▶ Task item
Copy the entries exactly, through the "pub mod value;" line.

[Collected data entries]
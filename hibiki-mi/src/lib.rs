//! Hibiki MI プロトコル層
//!
//! このクレートは、デバッガのMachine Interface (MI) 出力行のパース、
//! 汎用値型、正規化されたデータモデル、およびデバッガ方言ごとのプロトコルアダプタを提供します。

pub mod adapter;
pub mod error;
pub mod model;
pub mod parser;
pub mod record;
pub mod state;
pub mod value;

pub use adapter::{select_adapter, Adapter, AsyncEffect, GdbMiAdapter, StopInfo};
pub use error::{AdapterError, ProtocolError};
pub use model::{
    Breakpoint, BreakpointId, SourceFile, StackFrame, Thread, ThreadId, ThreadState, Variable,
    VariableScope,
};
pub use parser::{parse_payload, MiParser};
pub use record::{AsyncKind, MiRecord, ResultClass, StreamKind, Token};
pub use state::{BreakpointTable, DebugState};
pub use value::MiValue;
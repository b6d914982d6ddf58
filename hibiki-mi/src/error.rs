//! MI層のエラー型

use thiserror::Error;

/// 行がMIの文法に従っていない
///
/// セッションにとって致命的ではなく、ログ行として扱われる
#[derive(Debug, Clone, PartialEq, Eq, Error)]
#[error("malformed MI payload at byte {offset}: {message}")]
pub struct ProtocolError {
    pub offset: usize,
    pub message: String,
}

impl ProtocolError {
    pub(crate) fn new(offset: usize, message: impl Into<String>) -> Self {
        Self {
            offset,
            message: message.into(),
        }
    }
}

/// アダプタが結果ペイロードを解釈できなかった
#[derive(Debug, Clone, PartialEq, Eq, Error)]
pub enum AdapterError {
    /// デバッガが `^error` を返した
    #[error("debugger reported an error: {message}")]
    ErrorResult {
        message: String,
        code: Option<String>,
    },

    /// ペイロードに必要なフィールドがない
    #[error("unexpected {command} payload: missing '{field}'")]
    MalformedPayload {
        command: &'static str,
        field: &'static str,
    },

    /// 結果レコードのペイロードがMIの文法に従っていない
    #[error("unparseable result payload: {0}")]
    Protocol(#[from] ProtocolError),

    /// 対応するアダプタがない
    #[error("no protocol adapter for debugger '{0}'")]
    UnsupportedDebugger(String),
}

impl AdapterError {
    pub(crate) fn missing(command: &'static str, field: &'static str) -> Self {
        AdapterError::MalformedPayload { command, field }
    }
}
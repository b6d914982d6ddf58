//! REPLコマンド

/// REPLコマンド
#[derive(Debug, Clone, PartialEq, Eq)]
pub enum Command {
    /// ターゲットプログラムを起動
    Run,
    /// ブレークポイントを設定
    Break(String),
    /// ブレークポイントを削除（IDなしで全削除）
    Delete(Option<u32>),
    /// ファイル内のブレークポイントを全て削除
    Clear(String),
    /// ブレークポイント一覧表示
    Breakpoints,
    /// 実行継続
    Continue,
    /// ステップ実行
    Step,
    /// 次の行へ
    Next,
    /// 現在の関数から抜けるまで実行
    Finish,
    /// バックトレース表示
    Backtrace,
    /// ローカル変数表示
    Locals,
    /// スレッド一覧表示
    Threads,
    /// スレッドを選択
    Thread(u32),
    /// ソースファイル一覧
    Files,
    /// 実行中のターゲットを一時停止
    Pause,
    /// デバッガにSIGINTを送る
    Interrupt,
    /// ターゲットを強制終了
    Kill,
    /// MIコマンドをそのまま送信
    Raw(String),
    /// ヘルプ表示
    Help,
    /// 終了
    Quit,
}

impl Command {
    /// コマンド文字列をパースする
    pub fn parse(input: &str) -> Option<Self> {
        let parts: Vec<&str> = input.split_whitespace().collect();
        if parts.is_empty() {
            return None;
        }

        match parts[0] {
            "run" | "r" => Some(Command::Run),
            "break" | "b" => {
                if parts.len() > 1 {
                    Some(Command::Break(parts[1..].join(" ")))
                } else {
                    None
                }
            }
            "delete" | "d" => match parts.get(1) {
                Some(id) => id.parse().ok().map(|id| Command::Delete(Some(id))),
                None => Some(Command::Delete(None)),
            },
            "clear" => parts.get(1).map(|file| Command::Clear(file.to_string())),
            "breakpoints" | "info" if parts[0] == "breakpoints" || parts.get(1) == Some(&"break") => {
                Some(Command::Breakpoints)
            }
            "continue" | "c" => Some(Command::Continue),
            "step" | "s" => Some(Command::Step),
            "next" | "n" => Some(Command::Next),
            "finish" | "f" => Some(Command::Finish),
            "backtrace" | "bt" => Some(Command::Backtrace),
            "locals" | "l" => Some(Command::Locals),
            "threads" => Some(Command::Threads),
            "thread" => parts.get(1)?.parse().ok().map(Command::Thread),
            "files" => Some(Command::Files),
            "pause" => Some(Command::Pause),
            "interrupt" => Some(Command::Interrupt),
            "kill" | "k" => Some(Command::Kill),
            "mi" => {
                let rest = input.trim_start()[2..].trim();
                if rest.is_empty() {
                    None
                } else {
                    Some(Command::Raw(rest.to_string()))
                }
            }
            "help" | "h" | "?" => Some(Command::Help),
            "quit" | "q" | "exit" => Some(Command::Quit),
            _ => None,
        }
    }
}

#[cfg(test)]
mod tests {
    use super::*;

    #[test]
    fn test_parse_commands() {
        assert_eq!(Command::parse("continue"), Some(Command::Continue));
        assert_eq!(Command::parse("c"), Some(Command::Continue));
        assert_eq!(Command::parse("step"), Some(Command::Step));
        assert_eq!(Command::parse("bt"), Some(Command::Backtrace));
        assert_eq!(Command::parse("quit"), Some(Command::Quit));
        assert_eq!(Command::parse("   "), None);
        assert_eq!(Command::parse("frobnicate"), None);
    }

    #[test]
    fn test_parse_breakpoint_commands() {
        assert_eq!(
            Command::parse("b main.c:10"),
            Some(Command::Break("main.c:10".to_string()))
        );
        assert_eq!(Command::parse("break"), None);
        assert_eq!(Command::parse("delete 3"), Some(Command::Delete(Some(3))));
        assert_eq!(Command::parse("delete"), Some(Command::Delete(None)));
        assert_eq!(Command::parse("delete x"), None);
        assert_eq!(
            Command::parse("clear src/main.c"),
            Some(Command::Clear("src/main.c".to_string()))
        );
        assert_eq!(Command::parse("info break"), Some(Command::Breakpoints));
        assert_eq!(Command::parse("info"), None);
    }

    #[test]
    fn test_parse_thread_and_raw() {
        assert_eq!(Command::parse("thread 2"), Some(Command::Thread(2)));
        assert_eq!(Command::parse("thread"), None);
        assert_eq!(
            Command::parse("  mi -gdb-version"),
            Some(Command::Raw("-gdb-version".to_string()))
        );
        assert_eq!(Command::parse("mi"), None);
    }
}
//! チャネルのエラー型

use thiserror::Error;

#[derive(Debug, Error)]
pub enum ChannelError {
    /// 実行ファイルが見つからない、または起動できない
    #[error("failed to launch '{program}': {source}")]
    Launch {
        program: String,
        #[source]
        source: std::io::Error,
    },

    /// 標準入出力の読み書きに失敗した
    #[error("debugger channel I/O failed: {0}")]
    Io(#[from] std::io::Error),

    /// シグナルの送信に失敗した
    #[error("failed to signal debugger process: {0}")]
    Signal(#[from] nix::Error),

    /// プロセスが起動していない
    #[error("debugger process is not running")]
    NotRunning,
}
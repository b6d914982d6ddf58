//! MI出力レコード

use crate::error::ProtocolError;
use crate::MiValue;

/// トークン（コマンド行の先頭6桁）
pub type Token = u32;

/// 結果レコードのクラス
#[derive(Debug, Clone, Copy, PartialEq, Eq)]
pub enum ResultClass {
    Done,
    Running,
    Connected,
    Exit,
    Error,
}

impl ResultClass {
    /// クラス名をパースする
    pub fn parse(name: &str) -> Option<Self> {
        match name {
            "done" => Some(ResultClass::Done),
            "running" => Some(ResultClass::Running),
            "connected" => Some(ResultClass::Connected),
            "exit" => Some(ResultClass::Exit),
            "error" => Some(ResultClass::Error),
            _ => None,
        }
    }

    /// 成功系のクラスかどうか
    pub fn is_success(&self) -> bool {
        !matches!(self, ResultClass::Error)
    }
}

/// 非同期レコードの種類
#[derive(Debug, Clone, Copy, PartialEq, Eq)]
pub enum AsyncKind {
    /// `*` 実行状態の変化
    Exec,
    /// `+` 進捗ステータス
    Status,
    /// `=` 帯域外通知
    Notify,
}

/// ストリームレコードの種類
#[derive(Debug, Clone, Copy, PartialEq, Eq)]
pub enum StreamKind {
    /// `~` コンソール出力
    Console,
    /// `@` ターゲット出力
    Target,
    /// `&` デバッガ内部ログ
    Log,
}

/// 1行分のMI出力レコード
#[derive(Debug, Clone, PartialEq, Eq)]
pub enum MiRecord {
    /// `<token>^<class>,<results>`
    Result {
        token: Option<Token>,
        class: ResultClass,
        payload: MiValue,
    },
    /// `*`, `+`, `=` で始まる非同期レコード（トークンは持たない）
    AsyncNotify {
        kind: AsyncKind,
        class: String,
        payload: MiValue,
    },
    /// `~`, `@`, `&` で始まるストリームレコード
    Stream { kind: StreamKind, text: String },
    /// `(gdb)` プロンプト
    Prompt,
    /// 結果レコードの形をしているがペイロードが壊れている行
    ///
    /// トークンとクラスは保持し、応答待ちの呼び出し元にエラーとして届ける
    MalformedResult {
        token: Option<Token>,
        class: ResultClass,
        raw: String,
        error: ProtocolError,
    },
    /// どの形式にも当てはまらない行
    Unparseable { raw: String },
}

impl MiRecord {
    /// ログにそのまま流すべきテキストを取得する
    pub fn log_text(&self) -> Option<&str> {
        match self {
            MiRecord::Stream { text, .. } => Some(text),
            MiRecord::MalformedResult { raw, .. } | MiRecord::Unparseable { raw } => Some(raw),
            _ => None,
        }
    }
}
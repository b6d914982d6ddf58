//! セッション全体のテスト
//!
//! 実際のデバッガの代わりに、書き込まれた行を記録し出力行を注入できるランチャを使う。

use hibiki_core::{
    ChannelEvent, DebugError, DebugSession, EventSink, GdbMiAdapter, Launcher, ResponseAction,
    SessionConfig, SessionEvent, SessionState, Token, Transport,
};
use hibiki_mi::AdapterError;
use hibiki_target::ChannelError;
use std::sync::atomic::{AtomicBool, AtomicUsize, Ordering};
use std::sync::mpsc::Receiver;
use std::sync::{Arc, Condvar, Mutex};
use std::thread;
use std::time::{Duration, Instant};

const WAIT: Duration = Duration::from_secs(5);

#[derive(Default)]
struct Harness {
    written: Mutex<Vec<String>>,
    written_cond: Condvar,
    sink: Mutex<Option<EventSink>>,
    args: Mutex<Vec<String>>,
    fail_writes: AtomicBool,
    terminated: AtomicUsize,
}

impl Harness {
    fn sink(&self) -> EventSink {
        self.sink.lock().unwrap().clone().expect("not launched")
    }

    fn emit(&self, event: ChannelEvent) {
        let sink = self.sink();
        sink(event);
    }

    fn line(&self, line: &str) {
        self.emit(ChannelEvent::Line(line.to_string()));
    }

    fn written(&self) -> Vec<String> {
        self.written.lock().unwrap().clone()
    }

    /// `count` 行書き込まれるまで待つ
    fn wait_for_lines(&self, count: usize) -> Vec<String> {
        let deadline = Instant::now() + WAIT;
        let mut written = self.written.lock().unwrap();
        while written.len() < count {
            let remaining = deadline.saturating_duration_since(Instant::now());
            assert!(!remaining.is_zero(), "timed out waiting for {} lines", count);
            written = self.written_cond.wait_timeout(written, remaining).unwrap().0;
        }
        written.clone()
    }

    /// `index` 番目の行が書き込まれたら、そのトークンで応答する
    fn respond_to(
        self: &Arc<Self>,
        index: usize,
        reply: impl FnOnce(Token) -> String + Send + 'static,
    ) -> thread::JoinHandle<()> {
        let harness = Arc::clone(self);
        thread::spawn(move || {
            let lines = harness.wait_for_lines(index + 1);
            let token: Token = lines[index][..6].parse().unwrap();
            harness.line(&reply(token));
        })
    }
}

struct FakeLauncher(Arc<Harness>);

impl Launcher for FakeLauncher {
    fn launch(
        &self,
        _program: &str,
        args: &[String],
        sink: EventSink,
    ) -> hibiki_target::Result<Box<dyn Transport>> {
        *self.0.args.lock().unwrap() = args.to_vec();
        self.0.written.lock().unwrap().clear();
        *self.0.sink.lock().unwrap() = Some(Arc::clone(&sink));
        thread::spawn(move || sink(ChannelEvent::Started { pid: 4242 }));
        Ok(Box::new(FakeTransport(Arc::clone(&self.0))))
    }
}

struct FakeTransport(Arc<Harness>);

impl Transport for FakeTransport {
    fn write_line(&mut self, line: &str) -> hibiki_target::Result<()> {
        if self.0.fail_writes.load(Ordering::SeqCst) {
            return Err(ChannelError::Io(std::io::Error::new(
                std::io::ErrorKind::BrokenPipe,
                "broken pipe",
            )));
        }
        self.0.written.lock().unwrap().push(line.to_string());
        self.0.written_cond.notify_all();
        Ok(())
    }

    fn process_id(&self) -> Option<u32> {
        Some(4242)
    }

    fn interrupt(&self) -> hibiki_target::Result<()> {
        Ok(())
    }

    fn terminate(&mut self) {
        self.0.terminated.fetch_add(1, Ordering::SeqCst);
    }
}

fn start_session(config: SessionConfig) -> (DebugSession, Arc<Harness>, Receiver<SessionEvent>) {
    let harness = Arc::new(Harness::default());
    let session =
        DebugSession::with_launcher(config, Arc::new(FakeLauncher(Arc::clone(&harness)))).unwrap();
    let events = session.subscribe();
    session
        .initialize("gdb", &["./a.out".to_string()])
        .unwrap();
    session.execute().unwrap();
    (session, harness, events)
}

fn running_session() -> (DebugSession, Arc<Harness>, Receiver<SessionEvent>) {
    start_session(SessionConfig::default())
}

fn drain(events: &Receiver<SessionEvent>) -> Vec<SessionEvent> {
    events.try_iter().collect()
}

#[test]
fn test_execute_prepends_adapter_arguments() {
    let (session, harness, _events) = running_session();
    assert_eq!(session.state(), SessionState::Running);
    assert!(session.is_executing());
    assert_eq!(session.process_id(), Some(4242));
    assert_eq!(
        *harness.args.lock().unwrap(),
        vec!["-q", "-interpreter=mi2", "--args", "./a.out"]
    );
}

#[test]
fn test_token_sequence_and_line_format() {
    let (session, harness, _events) = running_session();

    assert_eq!(session.launch_local().unwrap(), 0);
    assert_eq!(session.command("-gdb-version").unwrap(), 1);
    let responder = harness.respond_to(2, |token| format!("{:06}^done,files=[]", token));
    assert!(session.list_source_files().unwrap().is_empty());
    responder.join().unwrap();

    let written = harness.written();
    assert_eq!(written[0], "000000-exec-run\n");
    assert_eq!(written[1], "000001-gdb-version\n");
    assert_eq!(written[2], "000002-file-list-exec-source-files\n");
}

▶ Exercise result
filename hibiki-mi/src/lib.rs
//! Hibiki MI プロトコル層
//!
//! このクレートは、デバッガのMachine Interface (MI) 出力行のパース、
//! 汎用値型、正規化されたデータモデル、およびデバッガ方言ごとのプロトコルアダプタを提供します。

pub mod adapter;
pub mod error;
pub mod model;
pub mod parser;
pub mod record;
pub mod state;
pub mod value;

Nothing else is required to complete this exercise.